Exercise details - Below this line is the material. Write out only its lines from the one containing "and a modulus" through the one containing "pub(crate) fn material(&self) -> &RsaPublicKey", both kept, exactly.

Records Start Marker

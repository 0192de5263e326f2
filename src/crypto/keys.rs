//! RSA key material
//!
//! A key pair is generated as a unit and its halves stay linked for
//! their whole lifetime. Only the public half has a wire encoding
//! (SubjectPublicKeyInfo DER), and producing that encoding requires
//! the [`KeyPair`] itself: a [`PublicKey`] decoded from the wire can
//! never be re-encoded, and no API exists to serialize a
//! [`PrivateKey`] at all.

use rand::rngs::OsRng;
use rsa::pkcs8::{DecodePublicKey, EncodePublicKey};
use rsa::traits::PublicKeyParts;
use rsa::{RsaPrivateKey, RsaPublicKey};
use sha2::{Digest, Sha256};

use super::error::{CryptoError, CryptoResult};
use super::suite::CipherSuite;

/// A public key, usable for encryption only
///
/// Obtained either from a locally generated [`KeyPair`] or by decoding
/// the peer's SubjectPublicKeyInfo blob with [`PublicKey::decode`].
#[derive(Clone, PartialEq, Eq)]
pub struct PublicKey {
    key: RsaPublicKey,
    suite: CipherSuite,
}

impl PublicKey {
    /// Parse a SubjectPublicKeyInfo DER blob received from the peer
    ///
    /// The blob must carry the RSA algorithm identifier and a modulus
    /// of the suite's length; anything else is
    /// [`CryptoError::MalformedKey`]. The returned key is import-only:
    /// it can encrypt but has no encoding method.
    pub fn decode(suite: &CipherSuite, blob: &[u8]) -> CryptoResult<Self> {
        let key = RsaPublicKey::from_public_key_der(blob).map_err(|_| CryptoError::MalformedKey)?;

        if key.size() != suite.key_len() {
            return Err(CryptoError::MalformedKey);
        }

        Ok(PublicKey { key, suite: *suite })
    }

    /// Short hex fingerprint of the modulus, for display
    pub fn fingerprint(&self) -> String {
        let digest = Sha256::digest(self.key.n().to_bytes_be());
        hex::encode(&digest[..8])
    }

    pub(crate) fn material(&self) -> &RsaPublicKey {
        &self.key
    }

    pub(crate) fn suite(&self) -> &CipherSuite {
        &self.suite
    }
}

impl std::fmt::Debug for PublicKey {
    fn fmt(&self, f: &mut std::fmt::Formatter<'_>) -> std::fmt::Result {
        write!(f, "PublicKey({}...)", self.fingerprint())
    }
}

/// The private half of a key pair, usable for decryption only
///
/// Never serialized, exported or transmitted; the underlying RSA
/// implementation wipes the material when the key is dropped.
pub struct PrivateKey {
    key: RsaPrivateKey,
    suite: CipherSuite,
}

impl PrivateKey {
    pub(crate) fn material(&self) -> &RsaPrivateKey {
        &self.key
    }

    pub(crate) fn suite(&self) -> &CipherSuite {
        &self.suite
    }
}

impl std::fmt::Debug for PrivateKey {
    fn fmt(&self, f: &mut std::fmt::Formatter<'_>) -> std::fmt::Result {
        // Never print key material
        write!(f, "PrivateKey")
    }
}

/// A linked public/private key pair generated as a unit
///
/// The two halves are mathematically bound to the generation event;
/// mixing halves from different pairs makes decryption fail.
pub struct KeyPair {
    public: PublicKey,
    private: PrivateKey,
}

impl KeyPair {
    /// Generate a fresh key pair with the suite's modulus length
    ///
    /// Draws from the operating system entropy source. Failure means
    /// the environment cannot produce keys at all; it is surfaced once
    /// and never retried internally.
    pub fn generate(suite: &CipherSuite) -> CryptoResult<Self> {
        let private = RsaPrivateKey::new(&mut OsRng, suite.modulus_bits())
            .map_err(|e| CryptoError::KeyGenerationFailed(e.to_string()))?;
        let public = private.to_public_key();

        Ok(KeyPair {
            public: PublicKey {
                key: public,
                suite: *suite,
            },
            private: PrivateKey {
                key: private,
                suite: *suite,
            },
        })
    }

    /// The public half, for local encryption
    pub fn public_key(&self) -> &PublicKey {
        &self.public
    }

    /// The private half, for decryption
    pub fn private_key(&self) -> &PrivateKey {
        &self.private
    }

    /// Encode the public half as SubjectPublicKeyInfo DER
    ///
    /// Deterministic for a given pair. This is the only way to produce
    /// the wire encoding, so only the peer that generated a key can
    /// publish it.
    pub fn encode_public_key(&self) -> Vec<u8> {
        self.public
            .key
            .to_public_key_der()
            .expect("DER encoding of a generated RSA key cannot fail")
            .into_vec()
    }
}

#[cfg(test)]
mod tests {
    use super::*;
    use crate::crypto::suite::OaepHash;

    fn test_suite() -> CipherSuite {
        CipherSuite::new(1024, OaepHash::Sha256)
    }

    #[test]
    fn test_generation_is_unique() {
        let a = KeyPair::generate(&test_suite()).unwrap();
        let b = KeyPair::generate(&test_suite()).unwrap();

        assert_ne!(a.public_key(), b.public_key());
    }

    #[test]
    fn test_encoding_is_deterministic() {
        let pair = KeyPair::generate(&test_suite()).unwrap();

        assert_eq!(pair.encode_public_key(), pair.encode_public_key());
    }

    #[test]
    fn test_decode_roundtrip() {
        let pair = KeyPair::generate(&test_suite()).unwrap();

        let blob = pair.encode_public_key();
        let decoded = PublicKey::decode(&test_suite(), &blob).unwrap();

        assert_eq!(&decoded, pair.public_key());
    }

    #[test]
    fn test_decode_rejects_garbage() {
        let blob: Vec<u8> = (0..128).map(|_| rand::random()).collect();

        let result = PublicKey::decode(&test_suite(), &blob);
        assert_eq!(result.unwrap_err(), CryptoError::MalformedKey);
    }

    #[test]
    fn test_decode_rejects_empty_blob() {
        let result = PublicKey::decode(&test_suite(), &[]);
        assert_eq!(result.unwrap_err(), CryptoError::MalformedKey);
    }

    #[test]
    fn test_decode_rejects_wrong_modulus_length() {
        let small = CipherSuite::new(512, OaepHash::Sha256);
        let pair = KeyPair::generate(&small).unwrap();

        let result = PublicKey::decode(&test_suite(), &pair.encode_public_key());
        assert_eq!(result.unwrap_err(), CryptoError::MalformedKey);
    }

    #[test]
    fn test_fingerprint_is_stable_across_decode() {
        let pair = KeyPair::generate(&test_suite()).unwrap();
        let decoded = PublicKey::decode(&test_suite(), &pair.encode_public_key()).unwrap();

        assert_eq!(pair.public_key().fingerprint(), decoded.fingerprint());
    }

    #[test]
    fn test_private_key_debug_hides_material() {
        let pair = KeyPair::generate(&test_suite()).unwrap();

        assert_eq!(format!("{:?}", pair.private_key()), "PrivateKey");
    }
}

Records End Marker

Answer below -
    /// The blob must carry the RSA algorithm identifier and a modulus
    /// of the suite's length; anything else is
    /// [`CryptoError::MalformedKey`]. The returned key is import-only:
    /// it can encrypt but has no encoding method.
    pub fn decode(suite: &CipherSuite, blob: &[u8]) -> CryptoResult<Self> {
        let key = RsaPublicKey::from_public_key_der(blob).map_err(|_| CryptoError::MalformedKey)?;

        if key.size() != suite.key_len() {
            return Err(CryptoError::MalformedKey);
        }

        Ok(PublicKey { key, suite: *suite })
    }

    /// Short hex fingerprint of the modulus, for display
    pub fn fingerprint(&self) -> String {
        let digest = Sha256::digest(self.key.n().to_bytes_be());
        hex::encode(&digest[..8])
    }

    pub(crate) fn material(&self) -> &RsaPublicKey {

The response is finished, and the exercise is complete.